Federated Learning with Incomplete Data: When to Use Complete Cases and When to Weight
Jesus E. Vazquez, Yicheng Shen, Jason Akulian, Chad Hochberg, Theodore J. Iwashyna, Elizabeth A. Stuart, Jiayi Tong

TL;DR
This paper presents a federated learning framework for handling missing data, providing guidelines on when to use complete case analysis versus weighting, and introduces a calibrated weighting method for improved estimates.
Contribution
It develops a novel federated missing data framework, including a calibrated weight estimation approach that ensures consistency under certain model specifications.
Findings
The complete case estimator is preferred under specific conditions.
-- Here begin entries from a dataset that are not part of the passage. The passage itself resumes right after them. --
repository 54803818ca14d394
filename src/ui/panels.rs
use eframe::egui::{self, Color32, RichText, ScrollArea, Ui};

use crate::data::model::Field;
use crate::state::AppState;
use crate::ui::{heatmap, plot, table};

// ---------------------------------------------------------------------------
// Left side panel – city selector and current summary
// ---------------------------------------------------------------------------

/// Render the left panel.
pub fn side_panel(ui: &mut Ui, state: &mut AppState) {
    ui.heading("Select a City");
    ui.separator();

    if state.dataset.is_none() {
        ui.label("No dataset loaded.");
        return;
    }

    let current = state.selected_city.clone().unwrap_or_default();
    let mut chosen = None;
    egui::ComboBox::from_id_salt("city_select")
        .selected_text(&current)
        .width(ui.available_width())
        .show_ui(ui, |ui: &mut Ui| {
            for city in &state.cities {
                if ui.selectable_label(current == *city, city).clicked() {
                    chosen = Some(city.clone());
                }
            }
        });
    if let Some(city) = chosen {
        state.select_city(city);
    }

    let Some(report) = &state.report else {
        return;
    };

    ui.add_space(8.0);
    ui.strong("Current Summary");
    ui.separator();
    match report.summary() {
        Some(summary) => {
            for (label, value) in summary.rows() {
                ui.label(RichText::new(label).small().weak());
                ui.label(RichText::new(value).size(22.0).strong());
                ui.add_space(4.0);
            }
            if let Ok(latest) = &report.latest {
                ui.label(
                    RichText::new(format!("as of {}", latest.last_updated.format("%Y-%m-%d %H:%M")))
                        .small()
                        .weak(),
                );
            }
        }
        None => {
            ui.label("No data for this city.");
        }
    }

    ui.add_space(8.0);
    ui.strong("Temperature Model");
    ui.separator();
    let regression = &report.regression;
    match (&regression.model, &regression.skipped) {
        (Some(model), _) => {
            egui::Grid::new("model_grid").num_columns(2).show(ui, |ui: &mut Ui| {
                ui.label("intercept");
                ui.monospace(format!("{:+.4}", model.intercept));
                ui.end_row();
                for (field, coef) in Field::PREDICTORS.iter().zip(model.coefficients.iter()) {
                    ui.label(field.column());
                    ui.monospace(format!("{coef:+.4}"));
                    ui.end_row();
                }
            });
            ui.label(format!(
                "train {} / test {} rows",
                regression.train_len,
                regression.predicted.len()
            ));
            if let Some(m) = regression.metrics {
                let r2 = m.r2.map_or_else(|| "n/a".to_string(), |r2| format!("{r2:.3}"));
                ui.label(format!("R² {r2}   MAE {:.2}   RMSE {:.2}", m.mae, m.rmse));
            }
        }
        (None, Some(reason)) => {
            ui.label(RichText::new(reason.to_string()).weak());
        }
        (None, None) => {
            ui.label(RichText::new("No model").weak());
        }
    }
}

// ---------------------------------------------------------------------------
// Central panel – preview table and charts
// ---------------------------------------------------------------------------

/// Render the per-city report in the central panel.
pub fn report_view(ui: &mut Ui, state: &AppState) {
    let Some(report) = &state.report else {
        ui.centered_and_justified(|ui: &mut Ui| {
            ui.heading("Open a weather file to begin  (File → Open…)");
        });
        return;
    };

    ScrollArea::vertical()
        .auto_shrink([false, false])
        .show(ui, |ui: &mut Ui| {
            ui.heading(format!("Weather Details for {}", report.city));
            ui.label(format!("{} readings", report.row_count));
            table::preview_table(ui, &report.preview);
            ui.add_space(12.0);

            ui.heading("Actual vs Predicted Temperature");
            plot::actual_vs_predicted(ui, &report.regression, report.temperature_range);
            ui.add_space(12.0);

            ui.heading("Correlation Heatmap");
            heatmap::correlation_heatmap(ui, &report.correlation);
            ui.add_space(12.0);

            ui.heading(format!("Temperature Fluctuations in {}", report.city));
            plot::temperature_over_time(ui, &report.temperature_series);
            ui.add_space(12.0);

            ui.heading(format!("Air Quality (PM2.5 vs PM10) in {}", report.city));
            plot::air_quality_scatter(ui, &report.air_quality);
        });
}

// ---------------------------------------------------------------------------
// Top bar
// ---------------------------------------------------------------------------

/// Render the top menu / toolbar.
pub fn top_bar(ui: &mut Ui, state: &mut AppState) {
    egui::menu::bar(ui, |ui: &mut Ui| {
        ui.menu_button("File", |ui: &mut Ui| {
            if ui.button("Open…").clicked() {
                open_file_dialog(state);
                ui.close_menu();
            }
            if ui
                .add_enabled(state.source.is_some(), egui::Button::new("Reload"))
                .clicked()
            {
                state.reload();
                ui.close_menu();
            }
        });

        ui.separator();

        if let Some(ds) = &state.dataset {
            ui.label(format!(
                "{} readings, {} cities ({} incomplete rows dropped)",
                ds.len(),
                state.cities.len(),
                ds.rows_dropped
            ));
        }

        if let Some(msg) = &state.status_message {
            ui.separator();
            ui.label(RichText::new(msg).color(Color32::RED));
        }
    });
}

// ---------------------------------------------------------------------------
// File dialog
// ---------------------------------------------------------------------------

pub fn open_file_dialog(state: &mut AppState) {
    let file = rfd::FileDialog::new()
        .set_title("Open weather observations")
        .add_filter("Supported files", &["csv", "json", "parquet", "pq"])
        .add_filter("CSV", &["csv"])
        .add_filter("JSON", &["json"])
        .add_filter("Parquet", &["parquet", "pq"])
        .pick_file();

    if let Some(path) = file {
        state.load_path(path);
    }
}
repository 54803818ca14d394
use std::path::PathBuf;

use thiserror::Error;

// ---------------------------------------------------------------------------
// Load errors – fatal to the session start
// ---------------------------------------------------------------------------

/// Failure to turn a source file into a [`WeatherTable`](crate::data::model::WeatherTable).
#[derive(Debug, Error)]
pub enum LoadError {
    #[error("cannot read {path}: {source}")]
    Io {
        path: PathBuf,
        #[source]
        source: std::io::Error,
    },

    #[error("malformed CSV: {0}")]
    Csv(#[from] csv::Error),

    #[error("malformed JSON: {0}")]
    Json(#[from] serde_json::Error),

    /// Arrow/Parquet failures carry the full `anyhow` context chain.
    #[error("malformed parquet: {0:#}")]
    Parquet(anyhow::Error),

    #[error("required column '{0}' is missing")]
    MissingColumn(String),

    #[error("row {row}: cannot parse timestamp '{value}'")]
    InvalidTimestamp { row: usize, value: String },

    #[error("unsupported file extension: .{0}")]
    UnsupportedFormat(String),
}

// ---------------------------------------------------------------------------
// Per-city analysis errors – recoverable at the UI boundary
// ---------------------------------------------------------------------------

#[derive(Debug, Clone, PartialEq, Eq, Error)]
pub enum AnalysisError {
    #[error("no readings for '{city}'")]
    EmptySubset { city: String },

    #[error("not enough readings: need at least {needed}, got {got}")]
    InsufficientData { needed: usize, got: usize },
}
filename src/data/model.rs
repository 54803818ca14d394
use std::fmt;

use chrono::NaiveDateTime;

// ---------------------------------------------------------------------------
// Column names of the source table
// ---------------------------------------------------------------------------

pub const COL_CITY: &str = "location_name";
pub const COL_TIMESTAMP: &str = "last_updated";
pub const COL_TEMPERATURE: &str = "temperature_celsius";
pub const COL_HUMIDITY: &str = "humidity";
pub const COL_WIND: &str = "wind_kph";
pub const COL_PRESSURE: &str = "pressure_mb";
pub const COL_PM2_5: &str = "air_quality_PM2.5";
pub const COL_PM10: &str = "air_quality_PM10";

/// Every column a row must carry to become a [`WeatherRecord`].
pub const REQUIRED_COLUMNS: [&str; 8] = [
    COL_CITY,
    COL_TIMESTAMP,
    COL_TEMPERATURE,
    COL_HUMIDITY,
    COL_WIND,
    COL_PRESSURE,
    COL_PM2_5,
    COL_PM10,
];

// ---------------------------------------------------------------------------
// WeatherRecord – one row of the observation table
// ---------------------------------------------------------------------------

/// A single complete observation. Rows with any missing cell never make it
/// this far.
#[derive(Debug, Clone, PartialEq)]
pub struct WeatherRecord {
    pub location_name: String,
    pub last_updated: NaiveDateTime,
    pub temperature_celsius: f64,
    pub humidity: f64,
    pub wind_kph: f64,
    pub pressure_mb: f64,
    pub air_quality_pm2_5: f64,
    pub air_quality_pm10: f64,
}

impl WeatherRecord {
    /// Whether every numeric reading is a finite number. `NaN` and the
    /// infinities count as missing.
    pub fn has_finite_readings(&self) -> bool {
        Field::ALL.iter().all(|f| f.value_of(self).is_finite())
    }
}

// ---------------------------------------------------------------------------
// Field – statically typed accessor for the numeric columns
// ---------------------------------------------------------------------------

/// The numeric columns the analytics operate on.
#[derive(Debug, Clone, Copy, PartialEq, Eq, Hash, PartialOrd, Ord)]
pub enum Field {
    Temperature,
    Humidity,
    WindKph,
    PressureMb,
    Pm25,
    Pm10,
}

impl Field {
    /// Order used by the correlation matrix: target, predictors, air quality.
    pub const ALL: [Field; 6] = [
        Field::Temperature,
        Field::Humidity,
        Field::WindKph,
        Field::PressureMb,
        Field::Pm25,
        Field::Pm10,
    ];

    /// Regression predictors of temperature.
    pub const PREDICTORS: [Field; 3] = [Field::Humidity, Field::WindKph, Field::PressureMb];

    pub fn value_of(self, record: &WeatherRecord) -> f64 {
        match self {
            Field::Temperature => record.temperature_celsius,
            Field::Humidity => record.humidity,
            Field::WindKph => record.wind_kph,
            Field::PressureMb => record.pressure_mb,
            Field::Pm25 => record.air_quality_pm2_5,
            Field::Pm10 => record.air_quality_pm10,
        }
    }

    /// Column name in the source file.
    pub fn column(self) -> &'static str {
        match self {
            Field::Temperature => COL_TEMPERATURE,
            Field::Humidity => COL_HUMIDITY,
            Field::WindKph => COL_WIND,
            Field::PressureMb => COL_PRESSURE,
            Field::Pm25 => COL_PM2_5,
            Field::Pm10 => COL_PM10,
        }
    }

    /// Short human label with unit.
    pub fn label(self) -> &'static str {
        match self {
            Field::Temperature => "Temperature (°C)",
            Field::Humidity => "Humidity (%)",
            Field::WindKph => "Wind (kph)",
            Field::PressureMb => "Pressure (mb)",
            Field::Pm25 => "PM2.5 (µg/m³)",
            Field::Pm10 => "PM10 (µg/m³)",
        }
    }
}

impl fmt::Display for Field {
    fn fmt(&self, f: &mut fmt::Formatter<'_>) -> fmt::Result {
        f.write_str(self.column())
    }
}

// ---------------------------------------------------------------------------
// WeatherTable – the complete loaded dataset
// ---------------------------------------------------------------------------

/// The immutable in-memory table produced by the loader.
#[derive(Debug, Clone, Default)]
pub struct WeatherTable {
    /// Complete records, in source order.
    pub records: Vec<WeatherRecord>,
    /// Data rows seen in the source (before dropping).
    pub rows_read: usize,
    /// Rows discarded for having a missing cell.
    pub rows_dropped: usize,
}

impl WeatherTable {
    pub fn new(records: Vec<WeatherRecord>, rows_read: usize) -> Self {
        let rows_dropped = rows_read.saturating_sub(records.len());
        WeatherTable {
            records,
            rows_read,
            rows_dropped,
        }
    }

    /// Number of complete records.
    pub fn len(&self) -> usize {
        self.records.len()
    }

    /// Whether the table holds no records.
    pub fn is_empty(&self) -> bool {
        self.records.is_empty()
    }
}

// ---------------------------------------------------------------------------
// CitySubset – read-only view over one city's records
// ---------------------------------------------------------------------------

/// All records of a single city, borrowed from the table in source order.
#[derive(Debug, Clone)]
pub struct CitySubset<'a> {
    pub city: String,
    pub records: Vec<&'a WeatherRecord>,
}

impl<'a> CitySubset<'a> {
    pub fn len(&self) -> usize {
        self.records.len()
    }

    pub fn is_empty(&self) -> bool {
        self.records.is_empty()
    }

    /// Values of one column, aligned with `records`.
    pub fn column(&self, field: Field) -> Vec<f64> {
        self.records.iter().map(|r| field.value_of(r)).collect()
    }
}

#[cfg(test)]
pub(crate) mod fixtures {
    use chrono::{Duration, NaiveDate, NaiveDateTime};

    use super::WeatherRecord;

    pub fn base_time() -> NaiveDateTime {
        NaiveDate::from_ymd_opt(2024, 5, 16)
            .unwrap()
            .and_hms_opt(0, 0, 0)
            .unwrap()
    }

    /// A record `hours` after [`base_time`] with loosely linear readings.
    pub fn record(city: &str, hours: i64, temperature: f64) -> WeatherRecord {
        WeatherRecord {
            location_name: city.to_string(),
            last_updated: base_time() + Duration::hours(hours),
            temperature_celsius: temperature,
            humidity: 40.0 + (hours % 7) as f64 * 3.0,
            wind_kph: 5.0 + (hours % 5) as f64 * 1.5,
            pressure_mb: 1000.0 + (hours % 11) as f64,
            air_quality_pm2_5: 30.0 + (hours % 13) as f64 * 2.0,
            air_quality_pm10: 60.0 + (hours % 13) as f64 * 3.5,
        }
    }
}
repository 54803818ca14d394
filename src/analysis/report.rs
use chrono::NaiveDateTime;

use super::correlation::{CorrelationMatrix, correlate};
use super::latest::latest;
use super::regression::{RegressionResult, SplitConfig, analyze};
use super::series::{
    AirQualityPoint, SummaryMetrics, air_quality_points, preview, temperature_range,
    temperature_series,
};
use crate::data::filter::filter_by_city;
use crate::data::model::{WeatherRecord, WeatherTable};
use crate::error::AnalysisError;

/// Everything the dashboard shows for one selected city.
///
/// Owns its data so it can outlive the borrow of the table that produced it.
/// Per-city failures are kept as values; building a report never fails.
#[derive(Debug, Clone)]
pub struct CityReport {
    pub city: String,
    pub row_count: usize,
    pub preview: Vec<WeatherRecord>,
    pub regression: RegressionResult,
    pub correlation: CorrelationMatrix,
    pub temperature_series: Vec<(NaiveDateTime, f64)>,
    pub air_quality: Vec<AirQualityPoint>,
    pub temperature_range: Option<(f64, f64)>,
    pub latest: Result<WeatherRecord, AnalysisError>,
}

impl CityReport {
    pub fn build(
        table: &WeatherTable,
        city: &str,
        split: &SplitConfig,
        preview_rows: usize,
    ) -> Self {
        let subset = filter_by_city(table, city);
        log::debug!("Building report for {city}: {} rows", subset.len());

        CityReport {
            city: city.to_string(),
            row_count: subset.len(),
            preview: preview(&subset, preview_rows),
            regression: analyze(&subset, split),
            correlation: correlate(&subset),
            temperature_series: temperature_series(&subset),
            air_quality: air_quality_points(&subset),
            temperature_range: temperature_range(&subset),
            latest: latest(&subset).cloned(),
        }
    }

    /// Headline metrics, if the city has any reading at all.
    pub fn summary(&self) -> Option<SummaryMetrics> {
        self.latest.as_ref().ok().map(SummaryMetrics::from_record)
    }
}
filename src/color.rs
use eframe::egui::Color32;
use palette::{LinSrgb, Mix, Srgb};

// ---------------------------------------------------------------------------
// Continuous colour scales
// ---------------------------------------------------------------------------

/// Diverging blue → grey → red, for correlation coefficients.
const COOLWARM: [(f32, f32, f32); 3] = [
    (0.230, 0.299, 0.754),
    (0.865, 0.865, 0.865),
    (0.706, 0.016, 0.150),
];

/// Perceptually uniform purple → green → yellow, for humidity.
const VIRIDIS: [(f32, f32, f32); 5] = [
    (0.267, 0.005, 0.329),
    (0.231, 0.322, 0.545),
    (0.129, 0.569, 0.549),
    (0.369, 0.788, 0.384),
    (0.993, 0.906, 0.144),
];

/// Colour for a coefficient in `[-1, 1]`.
pub fn coolwarm(r: f64) -> Color32 {
    sample(&COOLWARM, ((r + 1.0) / 2.0) as f32)
}

/// Colour for a position `t` in `[0, 1]`.
pub fn viridis(t: f64) -> Color32 {
    sample(&VIRIDIS, t as f32)
}

/// Black or white, whichever reads better on `background`.
pub fn contrast_text(background: Color32) -> Color32 {
    let [r, g, b, _] = background.to_array();
    let luma = 0.299 * r as f32 + 0.587 * g as f32 + 0.114 * b as f32;
    if luma > 140.0 {
        Color32::BLACK
    } else {
        Color32::WHITE
    }
}

/// Piecewise-linear interpolation between evenly spaced stops, mixed in
/// linear light.
fn sample(stops: &[(f32, f32, f32)], t: f32) -> Color32 {
    let t = if t.is_nan() { 0.5 } else { t.clamp(0.0, 1.0) };
    let scaled = t * (stops.len() - 1) as f32;
    let i = (scaled.floor() as usize).min(stops.len() - 2);
    let frac = scaled - i as f32;

    let to_linear = |(r, g, b): (f32, f32, f32)| -> LinSrgb { Srgb::new(r, g, b).into_linear() };
    let mixed = to_linear(stops[i]).mix(to_linear(stops[i + 1]), frac);
    let rgb: Srgb = Srgb::from_linear(mixed);

    Color32::from_rgb(
        (rgb.red * 255.0).round() as u8,
        (rgb.green * 255.0).round() as u8,
        (rgb.blue * 255.0).round() as u8,
    )
}
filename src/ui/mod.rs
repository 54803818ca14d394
pub mod heatmap;
pub mod panels;
pub mod plot;
pub mod table;
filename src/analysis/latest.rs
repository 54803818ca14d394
use crate::data::model::{CitySubset, WeatherRecord};
use crate::error::AnalysisError;

/// The most recent reading of the subset.
///
/// Equal timestamps resolve to the record that appears last in the source.
pub fn latest<'a>(subset: &CitySubset<'a>) -> Result<&'a WeatherRecord, AnalysisError> {
    subset
        .records
        .iter()
        .copied()
        .max_by_key(|r| r.last_updated)
        .ok_or_else(|| AnalysisError::EmptySubset {
            city: subset.city.clone(),
        })
}
use eframe::egui::{Align, Layout, RichText, Ui};
use egui_extras::{Column, TableBuilder};

use crate::data::model::{COL_CITY, COL_TIMESTAMP, Field, WeatherRecord};

const ROW_HEIGHT: f32 = 18.0;

/// Preview of the first records of the selected city.
pub fn preview_table(ui: &mut Ui, rows: &[WeatherRecord]) {
    if rows.is_empty() {
        ui.label(RichText::new("No readings for this city.").weak());
        return;
    }

    let header: Vec<&str> = [COL_CITY, COL_TIMESTAMP]
        .into_iter()
        .chain(Field::ALL.iter().map(|f| f.column()))
        .collect();

    TableBuilder::new(ui)
        .striped(true)
        .vscroll(false)
        .cell_layout(Layout::left_to_right(Align::Center))
        .columns(Column::auto().at_least(64.0), header.len())
        .header(ROW_HEIGHT + 4.0, |mut row| {
            for name in &header {
                row.col(|ui| {
                    ui.strong(*name);
                });
            }
        })
        .body(|mut body| {
            for record in rows {
                body.row(ROW_HEIGHT, |mut row| {
                    row.col(|ui| {
                        ui.label(&record.location_name);
                    });
                    row.col(|ui| {
                        ui.label(record.last_updated.format("%Y-%m-%d %H:%M").to_string());
                    });
                    for field in Field::ALL {
                        row.col(|ui| {
                            ui.label(format!("{}", field.value_of(record)));
                        });
                    }
                });
            }
        });
}
use std::path::PathBuf;

use crate::analysis::regression::{DEFAULT_SEED, DEFAULT_TEST_FRACTION, SplitConfig};
use crate::analysis::series::PREVIEW_ROWS;

pub const ENV_DATA: &str = "WEATHER_DASHBOARD_DATA";
pub const ENV_SEED: &str = "WEATHER_DASHBOARD_SEED";
pub const ENV_TEST_FRACTION: &str = "WEATHER_DASHBOARD_TEST_FRACTION";

/// Data file used when neither the command line nor the environment names one.
pub const DEFAULT_DATA_FILE: &str = "IndianWeatherRepository.csv";

// ---------------------------------------------------------------------------
// Startup configuration
// ---------------------------------------------------------------------------

#[derive(Debug, Clone, PartialEq)]
pub struct AppConfig {
    pub data_path: PathBuf,
    pub split: SplitConfig,
    pub preview_rows: usize,
}

impl Default for AppConfig {
    fn default() -> Self {
        Self {
            data_path: PathBuf::from(DEFAULT_DATA_FILE),
            split: SplitConfig::default(),
            preview_rows: PREVIEW_ROWS,
        }
    }
}

impl AppConfig {
    /// Read the process arguments and environment.
    pub fn from_env() -> Self {
        Self::resolve(std::env::args().nth(1), |name| std::env::var(name).ok())
    }

    /// Resolve from an optional positional argument and an environment lookup.
    ///
    /// Precedence for the data file: argument, then `WEATHER_DASHBOARD_DATA`,
    /// then [`DEFAULT_DATA_FILE`]. Unparsable numbers keep their defaults.
    pub fn resolve(arg: Option<String>, env: impl Fn(&str) -> Option<String>) -> Self {
        let defaults = Self::default();

        let data_path = arg
            .or_else(|| env(ENV_DATA))
            .map(PathBuf::from)
            .unwrap_or(defaults.data_path);

        let seed = match env(ENV_SEED) {
            Some(raw) => raw.trim().parse::<u64>().unwrap_or_else(|_| {
                log::warn!("{ENV_SEED}={raw} is not an unsigned integer, using {DEFAULT_SEED}");
                DEFAULT_SEED
            }),
            None => DEFAULT_SEED,
        };

        let test_fraction = match env(ENV_TEST_FRACTION) {
            Some(raw) => match raw.trim().parse::<f64>() {
                Ok(f) if f > 0.0 && f < 1.0 => f,
                _ => {
                    log::warn!(
                        "{ENV_TEST_FRACTION}={raw} must be a number in (0, 1), using {DEFAULT_TEST_FRACTION}"
                    );
                    DEFAULT_TEST_FRACTION
                }
            },
            None => DEFAULT_TEST_FRACTION,
        };

        AppConfig {
            data_path,
            split: SplitConfig {
                test_fraction,
                seed,
            },
            preview_rows: defaults.preview_rows,
        }
    }
}

#[cfg(test)]
mod tests {
    use std::collections::HashMap;

    use super::*;

    fn env(pairs: &[(&str, &str)]) -> impl Fn(&str) -> Option<String> {
        let map: HashMap<String, String> = pairs
            .iter()
            .map(|(k, v)| (k.to_string(), v.to_string()))
            .collect();
        move |name: &str| map.get(name).cloned()
    }

    #[test]
    fn defaults_without_input() {
        assert_eq!(AppConfig::resolve(None, env(&[])), AppConfig::default());
    }

    #[test]
    fn argument_wins_over_environment() {
        let cfg = AppConfig::resolve(
            Some("cli.csv".to_string()),
            env(&[(ENV_DATA, "env.csv")]),
        );
        assert_eq!(cfg.data_path, PathBuf::from("cli.csv"));

        let cfg = AppConfig::resolve(None, env(&[(ENV_DATA, "env.csv")]));
        assert_eq!(cfg.data_path, PathBuf::from("env.csv"));
    }

    #[test]
    fn split_settings_from_environment() {
        let cfg = AppConfig::resolve(
            None,
            env(&[(ENV_SEED, "7"), (ENV_TEST_FRACTION, "0.25")]),
        );
        assert_eq!(cfg.split.seed, 7);
        assert_eq!(cfg.split.test_fraction, 0.25);
    }

    #[test]
    fn invalid_numbers_keep_defaults() {
        let cfg = AppConfig::resolve(
            None,
            env(&[(ENV_SEED, "-3"), (ENV_TEST_FRACTION, "1.5")]),
        );
        assert_eq!(cfg.split, SplitConfig::default());
    }
}
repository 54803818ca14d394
use chrono::NaiveDateTime;

use crate::data::model::{CitySubset, WeatherRecord};

/// Default number of rows in the preview table.
pub const PREVIEW_ROWS: usize = 10;

// ---------------------------------------------------------------------------
// Display series handed to the presentation layer
// ---------------------------------------------------------------------------

/// The first `limit` records of the subset.
pub fn preview(subset: &CitySubset<'_>, limit: usize) -> Vec<WeatherRecord> {
    subset
        .records
        .iter()
        .take(limit)
        .map(|&r| r.clone())
        .collect()
}

/// `(timestamp, temperature)` in chronological order.
pub fn temperature_series(subset: &CitySubset<'_>) -> Vec<(NaiveDateTime, f64)> {
    let mut series: Vec<(NaiveDateTime, f64)> = subset
        .records
        .iter()
        .map(|r| (r.last_updated, r.temperature_celsius))
        .collect();
    series.sort_by_key(|(ts, _)| *ts);
    series
}

/// One point of the PM2.5 / PM10 scatter.
#[derive(Debug, Clone, Copy, PartialEq)]
pub struct AirQualityPoint {
    pub pm2_5: f64,
    pub pm10: f64,
    /// Drives the colour scale.
    pub humidity: f64,
    /// Drives the marker size.
    pub temperature: f64,
}

pub fn air_quality_points(subset: &CitySubset<'_>) -> Vec<AirQualityPoint> {
    subset
        .records
        .iter()
        .map(|r| AirQualityPoint {
            pm2_5: r.air_quality_pm2_5,
            pm10: r.air_quality_pm10,
            humidity: r.humidity,
            temperature: r.temperature_celsius,
        })
        .collect()
}

/// Smallest and largest temperature of the subset, for the reference line.
pub fn temperature_range(subset: &CitySubset<'_>) -> Option<(f64, f64)> {
    subset.records.iter().map(|r| r.temperature_celsius).fold(None, |acc, t| {
        Some(match acc {
            None => (t, t),
            Some((lo, hi)) => (lo.min(t), hi.max(t)),
        })
    })
}

// ---------------------------------------------------------------------------
// Summary metrics of the latest reading
// ---------------------------------------------------------------------------

/// The four headline values, already formatted.
#[derive(Debug, Clone, PartialEq, Eq)]
pub struct SummaryMetrics {
    pub temperature: String,
    pub humidity: String,
    pub wind: String,
    pub pressure: String,
}

impl SummaryMetrics {
    pub fn from_record(record: &WeatherRecord) -> Self {
        SummaryMetrics {
            temperature: format!("{}°C", record.temperature_celsius),
            humidity: format!("{}%", record.humidity),
            wind: format!("{} kph", record.wind_kph),
            pressure: format!("{} mb", record.pressure_mb),
        }
    }

    /// `(label, value)` rows in display order.
    pub fn rows(&self) -> [(&'static str, &str); 4] {
        [
            ("Temperature (°C)", self.temperature.as_str()),
            ("Humidity", self.humidity.as_str()),
            ("Wind Speed", self.wind.as_str()),
            ("Pressure", self.pressure.as_str()),
        ]
    }
}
The calibrated weighting approach remains consistent if at least one model is correct.
A sandwich variance estimator accounts for weight estimation uncertainty.
Abstract
Privacy constraints have driven the rise of federated learning (FL), which enables multi-site analyses without sharing individual participant data. We develop a framework for FL with missing data, identifying conditions under which the complete case (CC) estimator is preferred over the inverse probability weighting (IPW) estimator. For settings where the CC estimator fails, we introduce a calibrated weight estimation approach that combines candidate weighting models across sites and remains consistent if at least one is correctly specified. Consistency conditions are stated at the site level, ensuring that the federated estimator inherits validity from local properties. We derive a sandwich variance estimator that accounts for uncertainty in weight estimation, and illustrate the framework by evaluating risk factors for 90-day mortality among patients with pleural infections treated with…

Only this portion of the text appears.